We got to try out our rear anchoring techniques again and have things down to a science now. Like a lot of things we’ve done with the boat, what seemed a bit scary turns routine with just a few tries. This stuff really is not that hard.

You might note that running aground remains scary. I’m resolved to do it less in future. I will say that this boat is built like a WWII LST. You run it aground, you back it off, and it seems none the worse and runs just fine.

Reunion anchored ahead of us. Trust Me as it enters from the channel.

A few hours after we arrived Reunion pulled in, and then an hour or so later, just at last light, Trust Me came in as well. There was plenty of room for all, especially since two of us used rear anchors and did not move at all.

Standard

Okatuppa Creek

We early into the Demopolis Lock. Another joined from an anchorage to right. Some mist still low on water.
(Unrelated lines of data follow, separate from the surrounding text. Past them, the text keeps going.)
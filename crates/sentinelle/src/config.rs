//! TOML configuration.
//!
//! Every field has a default, so an empty file is a valid configuration
//! (SQLite store, local embeddings, OpenAI judge). [`load_config`] reads the
//! file, applies environment overrides and validates the result.
//!
//! # Environment
//!
//! | Variable | Effect |
//! |----------|--------|
//! | `QDRANT_URL` | overrides `store.url` |
//! | `LLM_MODEL` | overrides `judge.model` |
//! | `store.api_key_env` (default `QDRANT_API_KEY`) | Qdrant API key |
//! | `judge.api_key_env` (default `OPENAI_API_KEY`) | judge API key |

use anyhow::{bail, Context, Result};
use serde::Deserialize;
use std::path::{Path, PathBuf};

use sentinelle_core::schema::{
    DEFAULT_IMAGERY_COLLECTION, DEFAULT_IMAGE_DIMS, DEFAULT_KNOWLEDGE_COLLECTION,
    DEFAULT_REPUTATION_COLLECTION, DEFAULT_TEXT_DIMS,
};
use sentinelle_core::store::LexicalMode;

#[derive(Debug, Deserialize, Clone, Default)]
#[serde(default)]
pub struct Config {
    pub store: StoreConfig,
    pub collections: CollectionsConfig,
    pub retrieval: RetrievalConfig,
    pub embedding: EmbeddingConfig,
    pub extraction: ExtractionConfig,
    pub judge: JudgeConfig,
    pub server: ServerConfig,
}

#[derive(Debug, Deserialize, Clone)]
#[serde(default)]
pub struct StoreConfig {
    /// `"sqlite"`, `"qdrant"` or `"memory"`.
    pub backend: String,
    /// SQLite database file.
    pub path: PathBuf,
    /// Qdrant base URL.
    pub url: String,
    pub api_key_env: String,
    pub timeout_secs: u64,
}

impl Default for StoreConfig {
    fn default() -> Self {
        Self {
            backend: "sqlite".to_string(),
            path: PathBuf::from("./data/sentinelle.sqlite"),
            url: "http://localhost:6333".to_string(),
            api_key_env: "QDRANT_API_KEY".to_string(),
            timeout_secs: 10,
        }
    }
}

#[derive(Debug, Deserialize, Clone)]
#[serde(default)]
pub struct CollectionsConfig {
    pub knowledge: String,
    pub imagery: String,
    pub reputation: String,
}

impl Default for CollectionsConfig {
    fn default() -> Self {
        Self {
            knowledge: DEFAULT_KNOWLEDGE_COLLECTION.to_string(),
            imagery: DEFAULT_IMAGERY_COLLECTION.to_string(),
            reputation: DEFAULT_REPUTATION_COLLECTION.to_string(),
        }
    }
}

impl CollectionsConfig {
    fn names(&self) -> [(&'static str, &str); 3] {
        [
            ("collections.knowledge", &self.knowledge),
            ("collections.imagery", &self.imagery),
            ("collections.reputation", &self.reputation),
        ]
    }
}

#[derive(Debug, Deserialize, Clone)]
#[serde(default)]
pub struct RetrievalConfig {
    pub history_scan_limit: usize,
    pub notes_limit: usize,
    pub image_limit: usize,
    pub text_limit: usize,
    pub lexical_mode: LexicalMode,
}

impl Default for RetrievalConfig {
    fn default() -> Self {
        Self {
            history_scan_limit: 100,
            notes_limit: 5,
            image_limit: 5,
            text_limit: 5,
            lexical_mode: LexicalMode::All,
        }
    }
}

#[derive(Debug, Deserialize, Clone, Default)]
#[serde(default)]
pub struct EmbeddingConfig {
    pub text: TextEmbeddingConfig,
    pub image: ImageEmbeddingConfig,
}

#[derive(Debug, Deserialize, Clone)]
#[serde(default)]
pub struct TextEmbeddingConfig {
    /// `"disabled"`, `"local"`, `"openai"` or `"ollama"`.
    pub provider: String,
    pub model: String,
    pub dims: usize,
    /// Base URL for `openai` (default `https://api.openai.com/v1`) and
    /// `ollama` (default `http://localhost:11434`).
    pub url: Option<String>,
    pub api_key_env: String,
    pub max_retries: u32,
    pub timeout_secs: u64,
}

impl Default for TextEmbeddingConfig {
    fn default() -> Self {
        Self {
            provider: "local".to_string(),
            model: "all-minilm-l6-v2".to_string(),
            dims: DEFAULT_TEXT_DIMS,
            url: None,
            api_key_env: "OPENAI_API_KEY".to_string(),
            max_retries: 5,
            timeout_secs: 30,
        }
    }
}

impl TextEmbeddingConfig {
    pub fn is_enabled(&self) -> bool {
        self.provider != "disabled"
    }
}

#[derive(Debug, Deserialize, Clone)]
#[serde(default)]
pub struct ImageEmbeddingConfig {
    /// `"disabled"` or `"local"`.
    pub provider: String,
    pub model: String,
    pub dims: usize,
}

impl Default for ImageEmbeddingConfig {
    fn default() -> Self {
        Self {
            provider: "local".to_string(),
            model: "clip-vit-b-32".to_string(),
            dims: DEFAULT_IMAGE_DIMS,
        }
    }
}

impl ImageEmbeddingConfig {
    pub fn is_enabled(&self) -> bool {
        self.provider != "disabled"
    }
}

#[derive(Debug, Deserialize, Clone)]
#[serde(default)]
pub struct ExtractionConfig {
    /// `"disabled"` or `"tesseract"`.
    pub ocr: String,
    /// `"disabled"` or `"openai"`.
    pub asr: String,
    /// ASR language hint (ISO-639-1).
    pub language: String,
    /// Tesseract language pack(s), e.g. `"eng"` or `"eng+fra"`.
    pub ocr_language: String,
    pub tesseract_bin: String,
    pub asr_model: String,
    pub asr_base_url: String,
    pub asr_api_key_env: String,
    pub timeout_secs: u64,
}

impl Default for ExtractionConfig {
    fn default() -> Self {
        Self {
            ocr: "disabled".to_string(),
            asr: "disabled".to_string(),
            language: "en".to_string(),
            ocr_language: "eng".to_string(),
            tesseract_bin: "tesseract".to_string(),
            asr_model: "whisper-1".to_string(),
            asr_base_url: "https://api.openai.com/v1".to_string(),
            asr_api_key_env: "OPENAI_API_KEY".to_string(),
            timeout_secs: 60,
        }
    }
}

#[derive(Debug, Deserialize, Clone)]
#[serde(default)]
pub struct JudgeConfig {
    /// `"disabled"` or `"openai"` (any OpenAI-compatible endpoint).
    pub provider: String,
    pub model: String,
    pub base_url: String,
    pub api_key_env: String,
    pub temperature: f32,
    pub timeout_secs: u64,
    pub max_retries: u32,
}

impl Default for JudgeConfig {
    fn default() -> Self {
        Self {
            provider: "openai".to_string(),
            model: "gpt-4o-mini".to_string(),
            base_url: "https://api.openai.com/v1".to_string(),
            api_key_env: "OPENAI_API_KEY".to_string(),
            temperature: 0.2,
            timeout_secs: 30,
            max_retries: 2,
        }
    }
}

#[derive(Debug, Deserialize, Clone)]
#[serde(default)]
pub struct ServerConfig {
    pub bind: String,
    pub max_body_bytes: usize,
}

impl Default for ServerConfig {
    fn default() -> Self {
        Self {
            bind: "127.0.0.1:7341".to_string(),
            max_body_bytes: 16 * 1024 * 1024,
        }
    }
}

/// Read, override from the environment, and validate.
pub fn load_config(path: &Path) -> Result<Config> {
    let content = std::fs::read_to_string(path)
        .with_context(|| format!("Failed to read config file: {}", path.display()))?;

    let mut config = parse_config(&content)?;
    apply_env_overrides(&mut config, |name| std::env::var(name).ok());
    validate(&config)?;
    Ok(config)
}

pub fn parse_config(content: &str) -> Result<Config> {
    toml::from_str(content).with_context(|| "Failed to parse config file")
}

/// Apply `QDRANT_URL` and `LLM_MODEL`. Empty values are ignored.
pub fn apply_env_overrides(config: &mut Config, lookup: impl Fn(&str) -> Option<String>) {
    if let Some(url) = lookup("QDRANT_URL").filter(|v| !v.is_empty()) {
        config.store.url = url;
    }
    if let Some(model) = lookup("LLM_MODEL").filter(|v| !v.is_empty()) {
        config.judge.model = model;
    }
}

pub fn validate(config: &Config) -> Result<()> {
    // Store
    match config.store.backend.as_str() {
        "sqlite" | "qdrant" | "memory" => {}
        other => bail!(
            "Unknown store backend: '{}'. Must be sqlite, qdrant, or memory.",
            other
        ),
    }
    if config.store.timeout_secs == 0 {
        bail!("store.timeout_secs must be > 0");
    }

    // Collections
    let names = config.collections.names();
    for (key, name) in names {
        if name.is_empty() {
            bail!("{} must not be empty", key);
        }
        if !name
            .chars()
            .all(|c| c.is_ascii_alphanumeric() || c == '_' || c == '-')
        {
            bail!("{} must contain only [A-Za-z0-9_-], got '{}'", key, name);
        }
    }
    let normalized: Vec<String> = names.iter().map(|(_, n)| n.replace('-', "_")).collect();
    if normalized[0] == normalized[1]
        || normalized[0] == normalized[2]
        || normalized[1] == normalized[2]
    {
        bail!("collection names must be distinct");
    }

    // Retrieval
    let r = &config.retrieval;
    for (key, value) in [
        ("retrieval.history_scan_limit", r.history_scan_limit),
        ("retrieval.notes_limit", r.notes_limit),
        ("retrieval.image_limit", r.image_limit),
        ("retrieval.text_limit", r.text_limit),
    ] {
        if value < 1 {
            bail!("{} must be >= 1", key);
        }
    }

    // Embedding. Dimensions declare the collection schema, so they are
    // required even when a provider is disabled.
    match config.embedding.text.provider.as_str() {
        "disabled" | "local" | "openai" | "ollama" => {}
        other => bail!(
            "Unknown text embedding provider: '{}'. Must be disabled, local, openai, or ollama.",
            other
        ),
    }
    if config.embedding.text.dims == 0 {
        bail!("embedding.text.dims must be > 0");
    }
    if config.embedding.text.is_enabled() && config.embedding.text.model.is_empty() {
        bail!(
            "embedding.text.model must be specified when provider is '{}'",
            config.embedding.text.provider
        );
    }
    if config.embedding.text.is_enabled() && config.embedding.text.timeout_secs == 0 {
        bail!("embedding.text.timeout_secs must be > 0");
    }

    match config.embedding.image.provider.as_str() {
        "disabled" | "local" => {}
        other => bail!(
            "Unknown image embedding provider: '{}'. Must be disabled or local.",
            other
        ),
    }
    if config.embedding.image.dims == 0 {
        bail!("embedding.image.dims must be > 0");
    }

    // Extraction
    match config.extraction.ocr.as_str() {
        "disabled" | "tesseract" => {}
        other => bail!("Unknown OCR engine: '{}'. Must be disabled or tesseract.", other),
    }
    match config.extraction.asr.as_str() {
        "disabled" | "openai" => {}
        other => bail!("Unknown ASR engine: '{}'. Must be disabled or openai.", other),
    }
    if config.extraction.timeout_secs == 0 {
        bail!("extraction.timeout_secs must be > 0");
    }

    // Judge
    match config.judge.provider.as_str() {
        "disabled" | "openai" => {}
        other => bail!("Unknown judge provider: '{}'. Must be disabled or openai.", other),
    }
    if !(0.0..=2.0).contains(&config.judge.temperature) {
        bail!("judge.temperature must be in [0.0, 2.0]");
    }
    if config.judge.timeout_secs == 0 {
        bail!("judge.timeout_secs must be > 0");
    }

    // Server
    if config.server.max_body_bytes == 0 {
        bail!("server.max_body_bytes must be > 0");
    }

    Ok(())
}

#[cfg(test)]
mod tests {
    use super::*;

    fn parse_valid(content: &str) -> Config {
        let config = parse_config(content).unwrap();
        validate(&config).unwrap();
        config
    }

    #[test]
    fn test_empty_file_is_all_defaults() {
        let config = parse_valid("");
        assert_eq!(config.store.backend, "sqlite");
        assert_eq!(config.store.timeout_secs, 10);
        assert_eq!(config.collections.knowledge, "gbv_knowledge_base");
        assert_eq!(config.retrieval.history_scan_limit, 100);
        assert_eq!(config.retrieval.lexical_mode, LexicalMode::All);
        assert_eq!(config.embedding.text.dims, 384);
        assert_eq!(config.embedding.image.dims, 512);
        assert_eq!(config.extraction.asr, "disabled");
        assert_eq!(config.judge.model, "gpt-4o-mini");
        assert!((config.judge.temperature - 0.2).abs() < f32::EPSILON);
        assert_eq!(config.server.bind, "127.0.0.1:7341");
    }

    #[test]
    fn test_partial_sections_keep_other_defaults() {
        let config = parse_valid(
            r#"
            [store]
            backend = "qdrant"

            [retrieval]
            lexical_mode = "any"
            text_limit = 8

            [embedding.text]
            provider = "ollama"
            model = "nomic-embed-text"
            dims = 768
            "#,
        );
        assert_eq!(config.store.backend, "qdrant");
        assert_eq!(config.store.url, "http://localhost:6333");
        assert_eq!(config.retrieval.lexical_mode, LexicalMode::Any);
        assert_eq!(config.retrieval.text_limit, 8);
        assert_eq!(config.retrieval.image_limit, 5);
        assert_eq!(config.embedding.text.dims, 768);
        assert_eq!(config.embedding.image.provider, "local");
    }

    #[test]
    fn test_env_overrides() {
        let mut config = Config::default();
        apply_env_overrides(&mut config, |name| match name {
            "QDRANT_URL" => Some("http://qdrant:6333".to_string()),
            "LLM_MODEL" => Some(String::new()),
            _ => None,
        });
        assert_eq!(config.store.url, "http://qdrant:6333");
        assert_eq!(config.judge.model, "gpt-4o-mini");
    }

    #[test]
    fn test_rejects_unknown_providers() {
        for content in [
            "[store]\nbackend = \"redis\"",
            "[embedding.text]\nprovider = \"cohere\"",
            "[embedding.image]\nprovider = \"openai\"",
            "[extraction]\nocr = \"easyocr\"",
            "[judge]\nprovider = \"anthropic\"",
        ] {
            let config = parse_config(content).unwrap();
            assert!(validate(&config).is_err(), "accepted: {}", content);
        }
    }

    #[test]
    fn test_rejects_bad_bounds() {
        for content in [
            "[retrieval]\nnotes_limit = 0",
            "[store]\ntimeout_secs = 0",
            "[judge]\ntemperature = 2.5",
            "[judge]\ntimeout_secs = 0",
            "[embedding.text]\ndims = 0",
        ] {
            let config = parse_config(content).unwrap();
            assert!(validate(&config).is_err(), "accepted: {}", content);
        }
    }

    #[test]
    fn test_collection_name_rules() {
        let bad_chars = parse_config("[collections]\nknowledge = \"kb space\"").unwrap();
        assert!(validate(&bad_chars).is_err());

        let dup = parse_config("[collections]\nknowledge = \"a-b\"\nimagery = \"a_b\"").unwrap();
        assert!(validate(&dup).is_err());

        let digit_sqlite = parse_config("[collections]\nknowledge = \"1kb\"").unwrap();
        assert!(validate(&digit_sqlite).is_ok());

        let digit_qdrant =
            parse_config("[store]\nbackend = \"qdrant\"\n[collections]\nknowledge = \"1kb\"")
                .unwrap();
        assert!(validate(&digit_qdrant).is_ok());
    }

    #[test]
    fn test_load_config_missing_file() {
        let err = load_config(Path::new("/definitely/not/here.toml")).unwrap_err();
        assert!(err.to_string().contains("Failed to read config file"));
    }
}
Since we entered the Tenn – Tom we’ve passed mile markers on our charts. These start at 450 at Grand Harbor Marina where the Tenn – Tom turns off from the Tennessee River and count down to 0 in Mobile Bay just short of the Gulf. Nearly every looper stops at the last significant marina on the Tombigbee in Demopolis and then finds anchorages after that. After leaving Demopolis at mile marker 216 we needed two or three more anchorages before we reach the bay. We picked Okatuppa Creek at 123 and Three Rivers Lake at 64.

OLYMPUS DIGITAL CAMERA

In the Demopolis lock. Daylight broke as we locked down.

We found that several others were leaving Kingfisher Marina at first light, 6:30, so we did the same. We all were to reach the Demopolis Lock, 3 miles away, at the same time. This is the second to last lock we will see until we go through the Okeechobee area of Florida.

Five of us left the marina and an additional trawler joined us from the Foscue Creek anchorage just above the lock. Some of us had called ahead so we knew the lock would not be tied up with a tow. We went in as fast as we could (not very fast) and the six of us locked down.

After the lock we soon spread out. Two boats faster than us disappeared ahead and the rest fell behind. It was another good travel day. Partly cloudy with little wind or what there was following with us.

Tow disappearing around a corner. At 3.5 mph relative speed, it was awhile before we passed him.

Tows passing. The one on the right still waited as we passed because the tow we already passed was still coming.

It must have been tow day, because we met several tows going each way. When we’re going 10 and a tow goes 6.5 mph on the narrow Tombigbee passing develops into more of an art. Our relative speed is not much and it takes awhile to pass. If it’s pretty narrow they seem to ask us to pass on the inside of the curve. As we come alongside the barges they start moving into us, leaving just enough space between us and the bank. As we go by the front the corner of the barges it is just moving into the position we vacate. It can get close. I think the barge captain prefers this way because if things get dangerous or we do something stupid he can force his boat the other way, pulling the front barges away from us and the inside river bank. He would not be happy about these barges running up the outside bank, but I’m glad he’s willing to trade that for us staying alive.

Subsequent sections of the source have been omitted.